During the 6-month control period, intubations in the ICU were performed as per usual care. The intervention was implemented during a one-month protocol education period across all study ICUs. All ICU attending physicians, fellows, advanced practice providers, nurses and respiratory therapists were educated on the modified Montpellier protocol through a 30-minute in-person presentation. Residents were educated on the protocol by the attending physicians and fellows as part of their orientation to ICU each month. All staff were informed they should implement the protocol for all intubations in the ICU during the intervention period. During the control and intervention periods of the study, physicians performing intubations completed a data form on what procedures were followed before, during, and after the intubation (Supplementary Fig. 2).
2.3. Intervention outcome assessment
Impact of the intervention was assessed by comparing information collected from the intubation data form completed by physician staff and review of the ICU electronic medical records of those intubations by the study investigators. These two data sources were compiled for each intubation. Compiled data from the six-month intervention period were compared to the six-month control period in aggregate. Measured outcomes included adherence to each modified Montpellier intubation protocol component, first-pass intubation success rates, and complications potentially related to the intubation (i.e., adverse events not present prior to intubation). Major complications were defined as death, cardiac arrest, severe hypoxemia (oxygen saturation < 80%), or persistent shock (a MAP <65 mm Hg or systolic blood pressure < 90 mm Hg for >30 min).

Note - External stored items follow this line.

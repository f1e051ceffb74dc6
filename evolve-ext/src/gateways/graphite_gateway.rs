use std::{
    fmt::Debug,
    io::{Error, ErrorKind},
    net::ToSocketAddrs,
};

use common::subject_observer::Observer;
use dipstick::{Graphite, Input};
use evolve::engine::{EventType, EvolutionEngine};

use super::{EVOLVE_PROXY, MAX};

/// Forwards the best fitness of each completed generation to a Graphite
/// server.
pub struct GraphiteGateway {}

impl GraphiteGateway {
    pub fn new<A>(address: A) -> Result<Self, Error>
    where
        A: ToSocketAddrs + Debug + Clone,
    {
        let graphite_scope = Graphite::send_to(address)
            .map_err(|error| Error::new(ErrorKind::Other, error.to_string()))?
            .metrics();
        EVOLVE_PROXY.target(graphite_scope);
        Ok(GraphiteGateway {})
    }
}

impl<G> Observer<EvolutionEngine<G>, EventType> for GraphiteGateway
where
    G: Clone,
{
    fn update(&self, source: &EvolutionEngine<G>, event: EventType) {
        if event == EventType::EpochCompleted {
            let snapshot = source.snapshot();
            if let Some(best) = snapshot.population.best() {
                MAX.value(best.fitness);
            }
        }
    }
}

#[cfg(test)]
mod tests {
    use super::GraphiteGateway;

    #[test]
    fn test_graphite_gateway_new() {
        // When
        let result = GraphiteGateway::new("");
        // Then
        assert!(
            matches!(result, Err(_)),
            "Should fail when the address is not valid"
        );

        // When
        let result = GraphiteGateway::new("127.0.0.1:2003");
        // Then
        assert!(
            matches!(result, Ok(_)),
            "Should succeed when the address is valid"
        );
    }
}
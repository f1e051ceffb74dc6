use std::{process::exit, rc::Rc};

use common::{random::Random, subject_observer::Subject};
use evolve::{
    engine::{EvolutionEngine, PopulationEvolver},
    modification::{GeneticModifier, ModifierConfig},
    selection::{RouletteSelector, SelectionType, Selector, TournamentSelector},
    validation::DistinctGeneValidator,
};
use evolve_ext::gateways::StatsdGateway;
use log::{debug, error, info};
use rand::{rngs::StdRng, Rng, SeedableRng};
use samples::tsp::TravelingSalesman;
use thiserror::Error;

use crate::config::app::AppConfig;

mod config;

#[derive(Error, Debug)]
pub enum AppError {
    #[error("Configuration error: {0}")]
    Configuration(#[from] ::config::ConfigError),
    #[error("Evolution error: {0}")]
    Evolution(#[from] evolve::error::EvolutionError),
    #[error("Gateway error: {0}")]
    Gateway(#[from] std::io::Error),
    #[error(transparent)]
    Other(#[from] anyhow::Error),
}

fn main() {
    config::log::init();

    if let Err(error) = run() {
        error!("{}", error);
        exit(1);
    }
}

fn run() -> Result<(), AppError> {
    let app_config = AppConfig::new()?;
    debug!("Starting evolution with configuration: {:?}", app_config);

    let mut rng = match app_config.seed {
        Some(seed) => StdRng::seed_from_u64(seed),
        None => StdRng::from_entropy(),
    };

    let problem = TravelingSalesman::circle(app_config.city_count, 100.0)?;
    let population = problem.random_tours(app_config.population_size, &mut rng);

    let selector: Box<dyn Selector<usize>> = match app_config.selection {
        SelectionType::Roulette => Box::new(RouletteSelector::new(Random::seeded(rng.gen()))),
        SelectionType::Tournament => Box::new(TournamentSelector::new(
            app_config.number_of_players,
            Random::seeded(rng.gen()),
        )),
    };
    let modifier = GeneticModifier::new(
        ModifierConfig {
            mutation_rate: app_config.mutation_rate,
            crossover_rate: app_config.crossover_rate,
            crossover_points: app_config.crossover_points,
        },
        app_config.mutation.into(),
        Random::seeded(rng.gen()),
    )?;
    let evolver = PopulationEvolver::new(
        selector,
        Box::new(modifier),
        Box::new(DistinctGeneValidator),
    );
    let mut engine = EvolutionEngine::new(evolver, Box::new(problem.clone()));

    let gateway = match &app_config.statsd_host {
        Some(host) => {
            let gateway = Rc::new(StatsdGateway::new(
                (host.clone(), app_config.statsd_port),
                app_config.statsd_factor,
            )?);
            engine.register_observer(gateway.clone());
            Some(gateway)
        }
        None => None,
    };

    let result = engine.run(
        population,
        app_config.generations,
        app_config.number_of_elites,
    );

    if let Some(gateway) = gateway {
        engine.unregister_observer(gateway);
    }

    let final_population = result?;
    if let Some(best) = final_population.best() {
        info!(
            "best tour after {} generations: {:?} (length {})",
            app_config.generations,
            best.genes,
            problem.tour_length(&best.genes)
        );
    }
    Ok(())
}
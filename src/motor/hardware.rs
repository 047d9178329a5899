// Real-hardware drive channel over a Feetech serial bus
//
// Each drive port is a servo ID in velocity mode. The servos only report a
// single-turn position, so this adapter unwraps consecutive readings into a
// continuous step count and keeps its own zero for `clear_position`.
// Steps (4096 per shaft turn) are reported in the configured ticks per
// rotation, so the drive geometry works unchanged on either channel.

use std::collections::BTreeMap;

use tracing::{debug, info, warn};

use crate::config::{DriveConfig, DrivePorts};
use crate::error::{DriveError, Result};

use super::channel::MotorEncoderChannel;
use super::feetech::{position_delta, FeetechBus, FeetechError, OperatingMode, POSITION_RESOLUTION};

#[derive(Debug, Clone, Copy)]
struct PositionTracker {
    last_raw: u16,
    steps: i64,
}

/// Convert unwrapped servo steps to drive ticks, truncating toward zero
pub(crate) fn steps_to_ticks(steps: i64, ticks_per_rotation: f64) -> i64 {
    (steps as f64 * ticks_per_rotation / POSITION_RESOLUTION as f64).trunc() as i64
}

/// `MotorEncoderChannel` backed by two Feetech servos
pub struct FeetechChannel {
    bus: FeetechBus,
    ports: DrivePorts,
    ticks_per_rotation: f64,
    torque_on: BTreeMap<u8, bool>,
    trackers: BTreeMap<u8, PositionTracker>,
}

fn unavailable(port: u8, err: FeetechError) -> DriveError {
    DriveError::HardwareUnavailable {
        port,
        reason: err.to_string(),
    }
}

impl FeetechChannel {
    /// Open the bus on `serial_port` for the wheel servo IDs in `config`
    pub fn open(serial_port: &str, config: &DriveConfig) -> Result<Self> {
        info!("Opening motor bus on {}", serial_port);
        let bus = FeetechBus::open(serial_port).map_err(|e| unavailable(config.ports.left, e))?;
        Ok(Self::with_bus(bus, config))
    }

    pub fn with_bus(bus: FeetechBus, config: &DriveConfig) -> Self {
        let ticks_per_rotation = config.geometry.ticks_per_rotation;
        debug!(
            "Reporting {} ticks per {} servo steps",
            ticks_per_rotation, POSITION_RESOLUTION
        );
        Self {
            bus,
            ports: config.ports,
            ticks_per_rotation,
            torque_on: BTreeMap::new(),
            trackers: BTreeMap::new(),
        }
    }

    /// Put both servos in velocity mode with torque on
    ///
    /// Must be called before driving. Torque has to be off while the
    /// operating mode changes.
    pub fn initialize(&mut self) -> Result<()> {
        let ids = [self.ports.left, self.ports.right];
        info!("Initializing servos {:?} for velocity control", ids);

        for id in ids {
            match self.bus.ping(id) {
                Ok(true) => debug!("Servo {} responding", id),
                Ok(false) => {
                    warn!("Servo {} not responding to ping", id);
                    return Err(unavailable(id, FeetechError::Timeout { id }));
                }
                Err(e) => return Err(unavailable(id, e)),
            }
        }

        for id in ids {
            self.bus.disable_torque(id).map_err(|e| unavailable(id, e))?;
            self.bus
                .set_operating_mode(id, OperatingMode::Velocity)
                .map_err(|e| unavailable(id, e))?;
            self.bus.enable_torque(id).map_err(|e| unavailable(id, e))?;
            self.torque_on.insert(id, true);
            self.clear_position(id)?;
        }

        info!("Servos initialized");
        Ok(())
    }

    fn ensure_torque(&mut self, port: u8) -> Result<()> {
        if !self.torque_on.get(&port).copied().unwrap_or(false) {
            self.bus.enable_torque(port).map_err(|e| unavailable(port, e))?;
            self.torque_on.insert(port, true);
        }
        Ok(())
    }
}

impl MotorEncoderChannel for FeetechChannel {
    fn set_motor_speed(&mut self, port: u8, speed: i32) -> Result<()> {
        self.ensure_torque(port)?;
        let velocity = speed.clamp(-i16::MAX as i32, i16::MAX as i32) as i16;
        debug!("Servo {} goal velocity {}", port, velocity);
        self.bus
            .set_velocity(port, velocity)
            .map_err(|e| unavailable(port, e))
    }

    fn stop(&mut self, port: u8) -> Result<()> {
        self.bus.set_velocity(port, 0).map_err(|e| unavailable(port, e))?;
        // Torque off lets the wheel spin freely
        self.bus.disable_torque(port).map_err(|e| unavailable(port, e))?;
        self.torque_on.insert(port, false);
        Ok(())
    }

    fn brake(&mut self, port: u8) -> Result<()> {
        // Zero velocity with torque held
        self.ensure_torque(port)?;
        self.bus.set_velocity(port, 0).map_err(|e| unavailable(port, e))
    }

    fn read_position(&mut self, port: u8) -> Result<i64> {
        let raw = self.bus.get_position(port).map_err(|e| unavailable(port, e))?;
        let tracker = self.trackers.entry(port).or_insert(PositionTracker {
            last_raw: raw,
            steps: 0,
        });
        tracker.steps += position_delta(tracker.last_raw, raw);
        tracker.last_raw = raw;
        Ok(steps_to_ticks(tracker.steps, self.ticks_per_rotation))
    }

    fn clear_position(&mut self, port: u8) -> Result<()> {
        let raw = self.bus.get_position(port).map_err(|e| unavailable(port, e))?;
        self.trackers.insert(
            port,
            PositionTracker {
                last_raw: raw,
                steps: 0,
            },
        );
        Ok(())
    }
}

impl Drop for FeetechChannel {
    fn drop(&mut self) {
        // Try to stop motors when the channel is dropped (safety measure)
        for port in [self.ports.left, self.ports.right] {
            if let Err(e) = self.stop(port) {
                warn!("Failed to stop servo {} on drop: {}", port, e);
            }
        }
    }
}

#[cfg(test)]
mod tests {
    use super::*;
    use crate::config::TICKS_PER_ROTATION;
    use crate::motor::RobotGeometry;

    #[test]
    fn test_one_shaft_turn_is_one_rotation_of_ticks() {
        assert_eq!(steps_to_ticks(POSITION_RESOLUTION, TICKS_PER_ROTATION), 1500);
        assert_eq!(steps_to_ticks(-POSITION_RESOLUTION, TICKS_PER_ROTATION), -1500);
        assert_eq!(steps_to_ticks(POSITION_RESOLUTION, 4096.0), 4096);
    }

    #[test]
    fn test_partial_steps_truncate_toward_zero() {
        assert_eq!(steps_to_ticks(2, TICKS_PER_ROTATION), 0);
        assert_eq!(steps_to_ticks(-2, TICKS_PER_ROTATION), 0);
        // 3 steps = 1.0986 ticks
        assert_eq!(steps_to_ticks(3, TICKS_PER_ROTATION), 1);
        assert_eq!(steps_to_ticks(-3, TICKS_PER_ROTATION), -1);
    }

    #[test]
    fn test_default_geometry_covers_requested_distance() {
        let geometry = RobotGeometry::default();
        let target = geometry.distance_to_ticks(100.0);
        // Steps the shaft must turn for 100 cm of wheel travel
        let circumference = std::f64::consts::PI * geometry.wheel_diameter_cm;
        let steps = (100.0 / circumference * POSITION_RESOLUTION as f64).round() as i64;
        let reported = steps_to_ticks(steps, geometry.ticks_per_rotation);
        assert!((reported - target).abs() <= 1, "reported {} target {}", reported, target);
    }
}
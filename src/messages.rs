// Message types exchanged with the runtime

use serde::{Deserialize, Serialize};

use crate::drive::MotionReport;

// Motion request from teleop/scripts -> runtime
// Tagged by "motion": {"motion":"forward","distance_cm":20}
#[derive(Debug, Clone, Copy, PartialEq, Serialize, Deserialize)]
#[serde(tag = "motion", rename_all = "snake_case")]
pub enum MotionCommand {
    Forward {
        distance_cm: f64,
        #[serde(default)]
        speed: Option<i32>,
    },
    Backward {
        distance_cm: f64,
        #[serde(default)]
        speed: Option<i32>,
    },
    Left {
        degrees: f64,
        #[serde(default)]
        radius_cm: f64,
        #[serde(default)]
        speed: Option<i32>,
    },
    Right {
        degrees: f64,
        #[serde(default)]
        radius_cm: f64,
        #[serde(default)]
        speed: Option<i32>,
    },
}

/// Motion status published by runtime
#[derive(Debug, Clone, PartialEq, Serialize, Deserialize)]
#[serde(tag = "state", rename_all = "snake_case")]
pub enum MotionStatus {
    Idle,
    Running { command: MotionCommand },
    Done { command: MotionCommand, report: MotionReport },
    Rejected { reason: String },
    Cancelled { command: MotionCommand },
    Fault { reason: String },
}
// Motor/encoder capability shared by real hardware and the simulator

use serde::{Deserialize, Serialize};

use crate::error::Result;

/// One of the two drive wheels
#[derive(Debug, Clone, Copy, PartialEq, Eq, Serialize, Deserialize)]
#[serde(rename_all = "snake_case")]
pub enum Wheel {
    Left,
    Right,
}

impl Wheel {
    pub const BOTH: [Wheel; 2] = [Wheel::Left, Wheel::Right];
}

/// Commanded direction of a single wheel
#[derive(Debug, Clone, Copy, PartialEq, Eq, Serialize, Deserialize)]
#[serde(rename_all = "snake_case")]
pub enum Direction {
    Forward,
    Backward,
}

impl Direction {
    /// Direction for a signed quantity, zero counts as forward
    pub fn of(value: f64) -> Self {
        if value < 0.0 {
            Direction::Backward
        } else {
            Direction::Forward
        }
    }

    pub fn sign(self) -> i32 {
        match self {
            Direction::Forward => 1,
            Direction::Backward => -1,
        }
    }
}

/// A pair of motor + encoder channels addressed by port.
///
/// Positions are signed tick counts. Implementations may count backward
/// travel as negative or positive; the drive controller only compares
/// magnitudes against its targets.
pub trait MotorEncoderChannel {
    /// Command a signed speed, positive drives the wheel forward
    fn set_motor_speed(&mut self, port: u8, speed: i32) -> Result<()>;

    /// Cut power and let the wheel coast
    fn stop(&mut self, port: u8) -> Result<()>;

    /// Actively hold the wheel still
    fn brake(&mut self, port: u8) -> Result<()>;

    fn read_position(&mut self, port: u8) -> Result<i64>;

    /// Reset the position counter to zero
    fn clear_position(&mut self, port: u8) -> Result<()>;
}

impl<C: MotorEncoderChannel + ?Sized> MotorEncoderChannel for Box<C> {
    fn set_motor_speed(&mut self, port: u8, speed: i32) -> Result<()> {
        (**self).set_motor_speed(port, speed)
    }

    fn stop(&mut self, port: u8) -> Result<()> {
        (**self).stop(port)
    }

    fn brake(&mut self, port: u8) -> Result<()> {
        (**self).brake(port)
    }

    fn read_position(&mut self, port: u8) -> Result<i64> {
        (**self).read_position(port)
    }

    fn clear_position(&mut self, port: u8) -> Result<()> {
        (**self).clear_position(port)
    }
}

Minor complications were defined as cardiac arrhythmia (other than sinus tachycardia), vomiting without aspiration, aspiration (visualizing vomitus in the airway), dental injury, esophageal intubation, or a difficult intubation (three or more intubation attempts or any attempt requiring anesthesia assistance).
2.4. Statistical analysis
Categorical variables were expressed in terms of proportions. Depending on the normality of their distribution, continuous variables were described by either the mean and standard deviation or median and interquartile range. Either Fisher's exact tests or chi-square tests were used to compare categorical variables, as appropriate. Confidence intervals for differences in proportions were calculated using Agresti-Caffo intervals. Student's t-tests were used for comparisons with normal continuous variables and Wilcoxon score tests were used for comparison of non-normally distributed variables, as appropriate. Differences in medians were computed using the Hodges Lehmann estimator. All analyses were performed using SAS 9.4 (SAS Institute, Cary, NC).
3. Results
3.1. Patient and intubation characteristics
For the pre-implementation (control) and post-implementation (intervention) periods, 275 intubations were recorded for 253 hospital stays; 137 in the control and 138 in the intervention period. Table 1 illustrates patient demographic characteristics, clinical characteristics, and reasons for ICU admission for the intervention vs. control periods. Patient characteristics were similar except for a higher proportion of obstructive sleep apnea in the control period and an average 2.8-point lower APACHE II score in the intervention period. Indications for and the methods of intubation were similar for the two periods (Table 2). More fellows and fewer residents and anesthesiology staff (attending physicians or anesthetists) performed intubations in the intervention period (Table 3).
Table 1.
Patient characteristics for the pre-implementation (control) and post-implementation (intervention) periods.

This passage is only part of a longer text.